Description of the task: A word-for-word repeat of the records below is what this calls for.

◇ ◇ ◇ ◇ ◇ ◇ ◇

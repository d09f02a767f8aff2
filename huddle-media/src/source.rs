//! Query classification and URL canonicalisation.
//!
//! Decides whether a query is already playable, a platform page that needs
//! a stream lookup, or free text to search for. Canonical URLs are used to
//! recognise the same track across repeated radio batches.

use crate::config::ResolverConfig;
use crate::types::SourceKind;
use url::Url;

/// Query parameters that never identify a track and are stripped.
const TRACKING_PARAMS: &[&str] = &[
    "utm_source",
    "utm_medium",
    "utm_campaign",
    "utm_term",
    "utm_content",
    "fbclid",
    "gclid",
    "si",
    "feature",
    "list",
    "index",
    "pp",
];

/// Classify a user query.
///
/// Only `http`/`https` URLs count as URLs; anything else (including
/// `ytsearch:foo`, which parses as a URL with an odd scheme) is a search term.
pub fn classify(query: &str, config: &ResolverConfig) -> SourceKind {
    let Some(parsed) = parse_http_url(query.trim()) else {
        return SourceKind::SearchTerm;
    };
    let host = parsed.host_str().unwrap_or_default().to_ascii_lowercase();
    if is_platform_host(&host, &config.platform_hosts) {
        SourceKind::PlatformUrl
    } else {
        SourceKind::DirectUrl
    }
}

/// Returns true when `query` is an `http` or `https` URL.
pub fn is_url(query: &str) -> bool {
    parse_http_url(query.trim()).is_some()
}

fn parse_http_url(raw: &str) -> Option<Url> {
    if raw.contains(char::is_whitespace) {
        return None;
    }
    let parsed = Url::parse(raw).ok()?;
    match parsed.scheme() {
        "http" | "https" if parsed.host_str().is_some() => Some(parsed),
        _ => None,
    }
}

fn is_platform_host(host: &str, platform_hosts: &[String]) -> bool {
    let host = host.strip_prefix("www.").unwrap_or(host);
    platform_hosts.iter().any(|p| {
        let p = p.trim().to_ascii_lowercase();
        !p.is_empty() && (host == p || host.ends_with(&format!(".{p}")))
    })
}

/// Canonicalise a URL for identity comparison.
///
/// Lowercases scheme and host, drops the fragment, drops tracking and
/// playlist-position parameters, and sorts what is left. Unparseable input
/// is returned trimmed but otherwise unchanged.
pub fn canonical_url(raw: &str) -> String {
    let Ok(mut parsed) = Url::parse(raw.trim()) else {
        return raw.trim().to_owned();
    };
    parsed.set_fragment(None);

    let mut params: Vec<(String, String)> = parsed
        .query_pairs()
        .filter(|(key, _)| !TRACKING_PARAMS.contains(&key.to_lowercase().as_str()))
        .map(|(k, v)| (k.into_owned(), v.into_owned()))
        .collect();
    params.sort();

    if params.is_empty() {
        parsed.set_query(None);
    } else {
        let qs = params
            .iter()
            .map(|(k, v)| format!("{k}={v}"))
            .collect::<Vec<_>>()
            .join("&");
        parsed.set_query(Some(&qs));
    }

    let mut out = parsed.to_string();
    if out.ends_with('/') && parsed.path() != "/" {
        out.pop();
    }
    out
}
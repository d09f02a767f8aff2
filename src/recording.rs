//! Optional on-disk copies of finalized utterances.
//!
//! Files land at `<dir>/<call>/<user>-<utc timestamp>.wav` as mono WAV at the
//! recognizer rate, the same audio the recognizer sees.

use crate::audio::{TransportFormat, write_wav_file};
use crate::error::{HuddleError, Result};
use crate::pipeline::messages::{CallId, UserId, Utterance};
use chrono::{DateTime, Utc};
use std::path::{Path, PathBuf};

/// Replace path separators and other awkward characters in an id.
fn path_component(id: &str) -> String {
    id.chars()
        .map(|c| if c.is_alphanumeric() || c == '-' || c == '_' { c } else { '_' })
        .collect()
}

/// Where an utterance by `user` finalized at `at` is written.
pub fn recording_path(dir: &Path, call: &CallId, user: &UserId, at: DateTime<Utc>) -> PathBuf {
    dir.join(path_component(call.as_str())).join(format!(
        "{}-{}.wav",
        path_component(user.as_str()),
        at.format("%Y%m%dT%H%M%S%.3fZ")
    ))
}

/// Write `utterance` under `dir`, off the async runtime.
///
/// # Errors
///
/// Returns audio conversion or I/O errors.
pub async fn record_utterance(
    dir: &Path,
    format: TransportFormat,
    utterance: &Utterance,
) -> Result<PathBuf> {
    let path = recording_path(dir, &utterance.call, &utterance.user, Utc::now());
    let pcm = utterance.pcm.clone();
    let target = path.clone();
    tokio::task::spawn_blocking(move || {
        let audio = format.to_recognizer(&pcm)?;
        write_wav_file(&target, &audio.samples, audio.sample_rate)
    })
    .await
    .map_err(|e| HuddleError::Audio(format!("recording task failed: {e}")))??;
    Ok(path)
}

◇ ◇ ◇ ◇ ◇ ◇ ◇

Exercise answer:
repository d09f02a767f8aff2
filename huddle-media/src/source.rs
//! Query classification and URL canonicalisation.
//!
//! Decides whether a query is already playable, a platform page that needs
//! a stream lookup, or free text to search for. Canonical URLs are used to
//! recognise the same track across repeated radio batches.

use crate::config::ResolverConfig;
use crate::types::SourceKind;
use url::Url;

/// Query parameters that never identify a track and are stripped.
const TRACKING_PARAMS: &[&str] = &[
    "utm_source",
    "utm_medium",
    "utm_campaign",
    "utm_term",
    "utm_content",
    "fbclid",
    "gclid",
    "si",
    "feature",
    "list",
    "index",
    "pp",
];

/// Classify a user query.
///
/// Only `http`/`https` URLs count as URLs; anything else (including
/// `ytsearch:foo`, which parses as a URL with an odd scheme) is a search term.
pub fn classify(query: &str, config: &ResolverConfig) -> SourceKind {
    let Some(parsed) = parse_http_url(query.trim()) else {
        return SourceKind::SearchTerm;
    };
    let host = parsed.host_str().unwrap_or_default().to_ascii_lowercase();
    if is_platform_host(&host, &config.platform_hosts) {
        SourceKind::PlatformUrl
    } else {
        SourceKind::DirectUrl
    }
}

/// Returns true when `query` is an `http` or `https` URL.
pub fn is_url(query: &str) -> bool {
    parse_http_url(query.trim()).is_some()
}

fn parse_http_url(raw: &str) -> Option<Url> {
    if raw.contains(char::is_whitespace) {
        return None;
    }
    let parsed = Url::parse(raw).ok()?;
    match parsed.scheme() {
        "http" | "https" if parsed.host_str().is_some() => Some(parsed),
        _ => None,
    }
}

fn is_platform_host(host: &str, platform_hosts: &[String]) -> bool {
    let host = host.strip_prefix("www.").unwrap_or(host);
    platform_hosts.iter().any(|p| {
        let p = p.trim().to_ascii_lowercase();
        !p.is_empty() && (host == p || host.ends_with(&format!(".{p}")))
    })
}

/// Canonicalise a URL for identity comparison.
///
/// Lowercases scheme and host, drops the fragment, drops tracking and
/// playlist-position parameters, and sorts what is left. Unparseable input
/// is returned trimmed but otherwise unchanged.
pub fn canonical_url(raw: &str) -> String {
    let Ok(mut parsed) = Url::parse(raw.trim()) else {
        return raw.trim().to_owned();
    };
    parsed.set_fragment(None);

    let mut params: Vec<(String, String)> = parsed
        .query_pairs()
        .filter(|(key, _)| !TRACKING_PARAMS.contains(&key.to_lowercase().as_str()))
        .map(|(k, v)| (k.into_owned(), v.into_owned()))
        .collect();
    params.sort();

    if params.is_empty() {
        parsed.set_query(None);
    } else {
        let qs = params
            .iter()
            .map(|(k, v)| format!("{k}={v}"))
            .collect::<Vec<_>>()
            .join("&");
        parsed.set_query(Some(&qs));
    }

    let mut out = parsed.to_string();
    if out.ends_with('/') && parsed.path() != "/" {
        out.pop();
    }
    out
}
repository d09f02a767f8aff2
filename src/recording.rs
//! Optional on-disk copies of finalized utterances.
//!
//! Files land at `<dir>/<call>/<user>-<utc timestamp>.wav` as mono WAV at the
//! recognizer rate, the same audio the recognizer sees.

use crate::audio::{TransportFormat, write_wav_file};
use crate::error::{HuddleError, Result};
use crate::pipeline::messages::{CallId, UserId, Utterance};
use chrono::{DateTime, Utc};
use std::path::{Path, PathBuf};

/// Replace path separators and other awkward characters in an id.
fn path_component(id: &str) -> String {
    id.chars()
        .map(|c| if c.is_alphanumeric() || c == '-' || c == '_' { c } else { '_' })
        .collect()
}

/// Where an utterance by `user` finalized at `at` is written.
pub fn recording_path(dir: &Path, call: &CallId, user: &UserId, at: DateTime<Utc>) -> PathBuf {
    dir.join(path_component(call.as_str())).join(format!(
        "{}-{}.wav",
        path_component(user.as_str()),
        at.format("%Y%m%dT%H%M%S%.3fZ")
    ))
}

/// Write `utterance` under `dir`, off the async runtime.
///
/// # Errors
///
/// Returns audio conversion or I/O errors.
pub async fn record_utterance(
    dir: &Path,
    format: TransportFormat,
    utterance: &Utterance,
) -> Result<PathBuf> {
    let path = recording_path(dir, &utterance.call, &utterance.user, Utc::now());
    let pcm = utterance.pcm.clone();
    let target = path.clone();
    tokio::task::spawn_blocking(move || {
        let audio = format.to_recognizer(&pcm)?;
        write_wav_file(&target, &audio.samples, audio.sample_rate)
    })
    .await
    .map_err(|e| HuddleError::Audio(format!("recording task failed: {e}")))??;
    Ok(path)
}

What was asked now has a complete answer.